Zeitung: Landtag gab vertrauliche Abgeordneten-Unterlagen ohne Information heraus: Im Landtag von Sachsen-Anhalt hat es bei der Prüfung von Abgeordneten-Unterlagen offenbar eine Informationspanne gegeben. Wie die in Halle erscheinende «Mitteldeutsche Zeitung» (Samstagausgabe) berichtete, hat die Landtagsverwaltung auf Verlangen des Landesrechnungshofs Hunderte zum Teil vertrauliche Unterlagen von allen Abgeordneten ausgehändigt, ohne diese zuvor darüber zu informieren.
Vergrößern Zeitung: Landtag gab vertrauliche Abgeordneten-Unterlagen ohne Information heraus | Bild: © ddp

Dabei handelte es sich um Arbeits- und Mietverträge sowie Rechnungen. Darunter seien auch vertrauliche Dokumente «zwischen den Abgeordneten und ihren Wahlkreismitarbeitern» gewesen, hieß es. Der Landesrechnungshof wies die Kritik unterdessen zurück.
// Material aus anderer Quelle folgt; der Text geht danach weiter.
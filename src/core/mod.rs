//! # Core Calculus
//!
//! The target of the encoder: a strongly normalizing polymorphic calculus in
//! the F-omega family. Programs that reach this representation have been type
//! checked and carry a termination proof for every recursive binding.
//!
//! ## Pipeline Position
//!
//! ```text
//! ProvenTree → [Encoder] → CoreTerm → Evaluator → Value
//! ```
//!
//! ## Names
//!
//! Term and type variables are de Bruijn indices: `Variable(0)` is the
//! innermost binder, `Variable(1)` the one around it and so on. Binders are
//! `Abstraction`, `Let` (its body sees the value), `TypeAbstraction` (for type
//! variables only) and match cases (one index per constructor argument,
//! the last argument innermost). Alpha-equivalent terms are therefore
//! structurally equal, and the encoder may duplicate or move subterms without
//! any risk of capture.
//!
//! ## Recursion
//!
//! There is no raw self-reference. A recursive group of bindings becomes a
//! single unary fixed point over a *packed* input: a call `f(a, b)` becomes
//! `fix (Constructor("f", [a, b]))`. The fixed point's body has the shape
//!
//! ```text
//! \self. let f = \a. \b. self (f a b) in ... \input. match input { f a b => ..., g x => ... }
//! ```
//!
//! and is wrapped in either
//!
//! - [`CoreTerm::Fold`] for structural recursion: each recursive call must
//!   pass a strictly smaller value in the decreasing position, or
//! - [`CoreTerm::GuardedFix`] with a [`FixGuard`]: a fuel counter for bounded
//!   recursion and loops, or one natural-number measure per member for
//!   well-founded recursion.
//!
//! Both carry the [`TerminationProof`] they were built from. The evaluator
//! checks the guard on every unrolling, independently of the proof.

mod encode;
mod ty;

use std::fmt;

use serde::{Deserialize, Serialize};
use thiserror::Error;

use crate::ast::{BinOpKind, EffectKind, Literal, Location, UnaryOpKind};
use crate::termination::TerminationProof;

pub use encode::encode;
pub use ty::translate_type;

#[derive(Debug, Clone, PartialEq, Eq)]
pub enum Kind {
    /// The kind of types that classify terms.
    Star,
    Arrow(Box<Kind>, Box<Kind>),
    /// The kind of a record row with the given field names.
    Row(Vec<String>),
}

#[derive(Debug, Clone, PartialEq, Eq)]
pub enum CoreType {
    TypeVariable(usize),
    Arrow(Box<CoreType>, Box<CoreType>),
    Forall(Kind, Box<CoreType>),
    /// `Array`, `Object` and the packed input of a recursive group.
    TypeConstructor {
        name: String,
        kind: Kind,
        args: Vec<CoreType>,
    },
    /// `Unit`, `Bool`, `Int`, `Float`, `Text`, or `Dyn` for anything the
    /// checker left open.
    BaseType(String),
    /// Recursive type; index 0 in the body refers to the whole type.
    Mu(Box<CoreType>),
    EffectType(Vec<EffectKind>, Box<CoreType>),
}

impl CoreType {
    pub fn base(name: &str) -> Self {
        CoreType::BaseType(name.to_string())
    }

    pub fn dynamic() -> Self {
        CoreType::base("Dyn")
    }

    pub fn arrow(domain: CoreType, codomain: CoreType) -> Self {
        CoreType::Arrow(Box::new(domain), Box::new(codomain))
    }
}

/// One member of a recursive group: its name and the number of arguments
/// packed into its constructor.
#[derive(Debug, Clone, PartialEq, Eq, Serialize, Deserialize)]
pub struct FixMember {
    #[serde(rename = "1")]
    pub name: String,
    #[serde(rename = "2")]
    pub arity: usize,
}

#[derive(Debug, Clone, PartialEq)]
pub enum FixGuard {
    /// Evaluates to the number of unrollings allowed.
    Fuel(Box<CoreTerm>),
    /// One measure per member, with that member's arguments in scope.
    Measure(Vec<CoreTerm>),
}

#[derive(Debug, Clone, PartialEq)]
pub enum CasePattern {
    /// Binds `arity` indices.
    Constructor { name: String, arity: usize },
    Literal(Literal),
    Wildcard,
}

impl CasePattern {
    pub fn binds(&self) -> usize {
        match self {
            CasePattern::Constructor { arity, .. } => *arity,
            CasePattern::Literal(_) | CasePattern::Wildcard => 0,
        }
    }
}

#[derive(Debug, Clone, PartialEq, Serialize, Deserialize)]
pub struct MatchCase {
    #[serde(rename = "1")]
    pub pattern: CasePattern,
    #[serde(rename = "2")]
    pub body: CoreTerm,
}

/// Saturated primitive operations.
#[derive(Debug, Clone, PartialEq, Eq)]
pub enum PrimOp {
    Binary(BinOpKind),
    Unary(UnaryOpKind),
    MakeArray,
    /// Builds an object from its arguments, one per field name.
    MakeObject(Vec<String>),
    Field(String),
}

impl PrimOp {
    pub fn arity(&self) -> Option<usize> {
        match self {
            PrimOp::Binary(_) => Some(2),
            PrimOp::Unary(_) | PrimOp::Field(_) => Some(1),
            PrimOp::MakeObject(fields) => Some(fields.len()),
            PrimOp::MakeArray => None,
        }
    }
}

#[derive(Debug, Clone, PartialEq)]
pub enum CoreTerm {
    Variable(usize),
    Abstraction {
        param_ty: CoreType,
        body: Box<CoreTerm>,
    },
    Application(Box<CoreTerm>, Box<CoreTerm>),
    TypeAbstraction {
        kind: Kind,
        body: Box<CoreTerm>,
    },
    TypeApplication(Box<CoreTerm>, CoreType),
    Let(Box<CoreTerm>, Box<CoreTerm>),
    GuardedFix {
        ty: CoreType,
        members: Vec<FixMember>,
        guard: FixGuard,
        body: Box<CoreTerm>,
        proof: TerminationProof,
    },
    Fold {
        ty: CoreType,
        members: Vec<FixMember>,
        /// Decreasing argument position per member.
        decreasing: Vec<usize>,
        body: Box<CoreTerm>,
        proof: TerminationProof,
    },
    Constructor {
        name: String,
        ty: CoreType,
        args: Vec<CoreTerm>,
    },
    Match {
        scrutinee: Box<CoreTerm>,
        cases: Vec<MatchCase>,
    },
    Literal(Literal),
    Primitive {
        op: PrimOp,
        args: Vec<CoreTerm>,
    },
    Perform {
        effect: EffectKind,
        target: Box<CoreTerm>,
        fallback: Option<Box<CoreTerm>>,
    },
    /// Source location of the enclosed term; transparent to reduction.
    Located(Location, Box<CoreTerm>),
}

impl CoreTerm {
    pub fn lambda(param_ty: CoreType, body: CoreTerm) -> Self {
        CoreTerm::Abstraction {
            param_ty,
            body: Box::new(body),
        }
    }

    pub fn app(func: CoreTerm, arg: CoreTerm) -> Self {
        CoreTerm::Application(Box::new(func), Box::new(arg))
    }

    pub fn let_in(value: CoreTerm, body: CoreTerm) -> Self {
        CoreTerm::Let(Box::new(value), Box::new(body))
    }

    pub fn prim(op: PrimOp, args: Vec<CoreTerm>) -> Self {
        CoreTerm::Primitive { op, args }
    }

    pub fn located(location: &Location, term: CoreTerm) -> Self {
        CoreTerm::Located(location.clone(), Box::new(term))
    }

    /// Number of term nodes, ignoring location wrappers.
    pub fn size(&self) -> usize {
        match self {
            CoreTerm::Variable(_) | CoreTerm::Literal(_) => 1,
            CoreTerm::Abstraction { body, .. } | CoreTerm::TypeAbstraction { body, .. } => {
                1 + body.size()
            }
            CoreTerm::Application(func, arg) => 1 + func.size() + arg.size(),
            CoreTerm::TypeApplication(term, _) => 1 + term.size(),
            CoreTerm::Let(value, body) => 1 + value.size() + body.size(),
            CoreTerm::GuardedFix { guard, body, .. } => {
                let guard_size = match guard {
                    FixGuard::Fuel(fuel) => fuel.size(),
                    FixGuard::Measure(measures) => measures.iter().map(CoreTerm::size).sum(),
                };
                1 + guard_size + body.size()
            }
            CoreTerm::Fold { body, .. } => 1 + body.size(),
            CoreTerm::Constructor { args, .. } | CoreTerm::Primitive { args, .. } => {
                1 + args.iter().map(CoreTerm::size).sum::<usize>()
            }
            CoreTerm::Match { scrutinee, cases } => {
                1 + scrutinee.size() + cases.iter().map(|c| c.body.size()).sum::<usize>()
            }
            CoreTerm::Perform {
                target, fallback, ..
            } => 1 + target.size() + fallback.as_ref().map_or(0, |f| f.size()),
            CoreTerm::Located(_, term) => term.size(),
        }
    }

    /// Whether any variable escapes the term, i.e. refers past its binders.
    pub fn is_closed(&self) -> bool {
        self.max_free_index(0).is_none()
    }

    fn max_free_index(&self, depth: usize) -> Option<usize> {
        let under = |term: &CoreTerm, binders: usize| term.max_free_index(depth + binders);
        match self {
            CoreTerm::Variable(index) => (*index >= depth).then(|| index - depth),
            CoreTerm::Literal(_) => None,
            CoreTerm::Abstraction { body, .. } => under(body, 1),
            CoreTerm::TypeAbstraction { body, .. } => under(body, 0),
            CoreTerm::TypeApplication(term, _) | CoreTerm::Located(_, term) => under(term, 0),
            CoreTerm::Application(func, arg) => under(func, 0).max(under(arg, 0)),
            CoreTerm::Let(value, body) => under(value, 0).max(under(body, 1)),
            CoreTerm::GuardedFix {
                guard,
                body,
                members,
                ..
            } => {
                let guard_free = match guard {
                    FixGuard::Fuel(fuel) => under(fuel, 0),
                    FixGuard::Measure(measures) => measures
                        .iter()
                        .zip(members)
                        .filter_map(|(m, member)| under(m, member.arity))
                        .max(),
                };
                guard_free.max(under(body, 0))
            }
            CoreTerm::Fold { body, .. } => under(body, 0),
            CoreTerm::Constructor { args, .. } | CoreTerm::Primitive { args, .. } => {
                args.iter().filter_map(|a| under(a, 0)).max()
            }
            CoreTerm::Match { scrutinee, cases } => cases
                .iter()
                .filter_map(|c| under(&c.body, c.pattern.binds()))
                .chain(under(scrutinee, 0))
                .max(),
            CoreTerm::Perform {
                target, fallback, ..
            } => under(target, 0).max(fallback.as_ref().and_then(|f| under(f, 0))),
        }
    }
}

#[derive(Debug, Clone, Copy, PartialEq, Eq, Hash)]
pub enum EncodingErrorKind {
    MissingProof,
    UnsupportedConstruct,
}

impl fmt::Display for EncodingErrorKind {
    fn fmt(&self, f: &mut fmt::Formatter) -> fmt::Result {
        match self {
            EncodingErrorKind::MissingProof => write!(f, "MissingProof"),
            EncodingErrorKind::UnsupportedConstruct => write!(f, "UnsupportedConstruct"),
        }
    }
}

/// Raised when the analyzer and the encoder disagree; always an internal
/// invariant violation rather than a user error.
#[derive(Debug, Clone, PartialEq, Error)]
#[error("{location}: {kind}: {message}")]
pub struct EncodingError {
    pub kind: EncodingErrorKind,
    pub location: Location,
    pub message: String,
}

impl EncodingError {
    pub fn missing_proof(location: &Location, message: impl Into<String>) -> Self {
        EncodingError {
            kind: EncodingErrorKind::MissingProof,
            location: location.clone(),
            message: message.into(),
        }
    }

    pub fn unsupported(location: &Location, message: impl Into<String>) -> Self {
        EncodingError {
            kind: EncodingErrorKind::UnsupportedConstruct,
            location: location.clone(),
            message: message.into(),
        }
    }

    pub fn kind(&self) -> EncodingErrorKind {
        self.kind
    }

    pub fn location(&self) -> &Location {
        &self.location
    }
}

#[cfg(test)]
mod tests {
    use super::*;

    #[test]
    fn test_closed_identity() {
        let id = CoreTerm::lambda(CoreType::dynamic(), CoreTerm::Variable(0));
        assert!(id.is_closed());
        assert_eq!(id.size(), 2);
    }

    #[test]
    fn test_escaping_variable() {
        let term = CoreTerm::lambda(CoreType::dynamic(), CoreTerm::Variable(1));
        assert!(!term.is_closed());
    }

    #[test]
    fn test_let_binds_in_body_only() {
        let bad = CoreTerm::let_in(CoreTerm::Variable(0), CoreTerm::Literal(Literal::Null));
        assert!(!bad.is_closed());
        let good = CoreTerm::let_in(CoreTerm::Literal(Literal::Int(1)), CoreTerm::Variable(0));
        assert!(good.is_closed());
    }

    #[test]
    fn test_case_binders() {
        let term = CoreTerm::lambda(
            CoreType::dynamic(),
            CoreTerm::Match {
                scrutinee: Box::new(CoreTerm::Variable(0)),
                cases: vec![MatchCase {
                    pattern: CasePattern::Constructor {
                        name: "pair".to_string(),
                        arity: 2,
                    },
                    body: CoreTerm::Variable(2),
                }],
            },
        );
        assert!(term.is_closed());
    }
}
Der Rechnungshof, dem das Prüfrecht für die Verwendung öffentlicher Mittel zusteht, hätte die Betroffenen über die bevorstehende Prüfung informieren müssen, schreibt die Zeitung. «Wir waren nicht amüsiert», sagte der CDU-Landtagsabgeordnete Detlef Gürth dem Blatt. Die Linke sieht die Schuld beim Rechnungshof. SPD und FDP machen dagegen die Landtagsverwaltung verantwortlich. «Ich bin erschüttert über deren Vorgehen», sagte die SPD-Abgeordnete Petra Grimm-Benne. Landtagspräsident Dieter Steinecke (CDU) räumte ein, dass die Abgeordneten erst nachträglich über die Weitergabe ihrer Akten informiert worden seien.

Der Präsident des Landesrechnungshofes, Ralf Seibicke, sagte unterdessen dem MDR-Magazin «Sachsen-Anhalt heute», bei der Prüfung gehe es um die Erstattung von Aufwendungen, welche die Abgeordneten für ihre Büroausstattungen, die Wahlkreisbüros und die Beschäftigung von Mitarbeitern bekommen. Diese Überprüfung sei in einem Schreiben an den Landtagspräsidenten angekündigt worden.

Seibicke sagte, «wir haben dem Landtagspräsidenten ein zweistufiges Verfahren angekündigt, erste Stufe ist die Prüfung von Unterlagen in der Verwaltung, da sind wir im Moment.» Zudem habe der Landtagspräsident die Fraktionen über die Prüfung informiert und dies dem Rechnungshof auch schriftlich bestätigt. Ihre jetzige Kritik müssten die Abgeordneten an den Landtagspräsidenten richten, sagte Seibicke weiter.

In einer zweiten Verfahrensstufe sollten ausgewählte Wahlkreisbüros vor Ort geprüft werden, dann würden die betroffenen Abgeordneten auch informiert, fügte er hinzu. Im Moment prüfe seine Behörde Unterlagen, die die Landtagsverwaltung vorhalte, um öffentliche Gelder an die Abgeordneten auszuzahlen. «Der Datenschutz ist gewährleistet, das muss bei der Arbeit des Rechnungshofes immer beachtet werden, insofern kann ich die Aufregung überhaupt nicht verstehen.»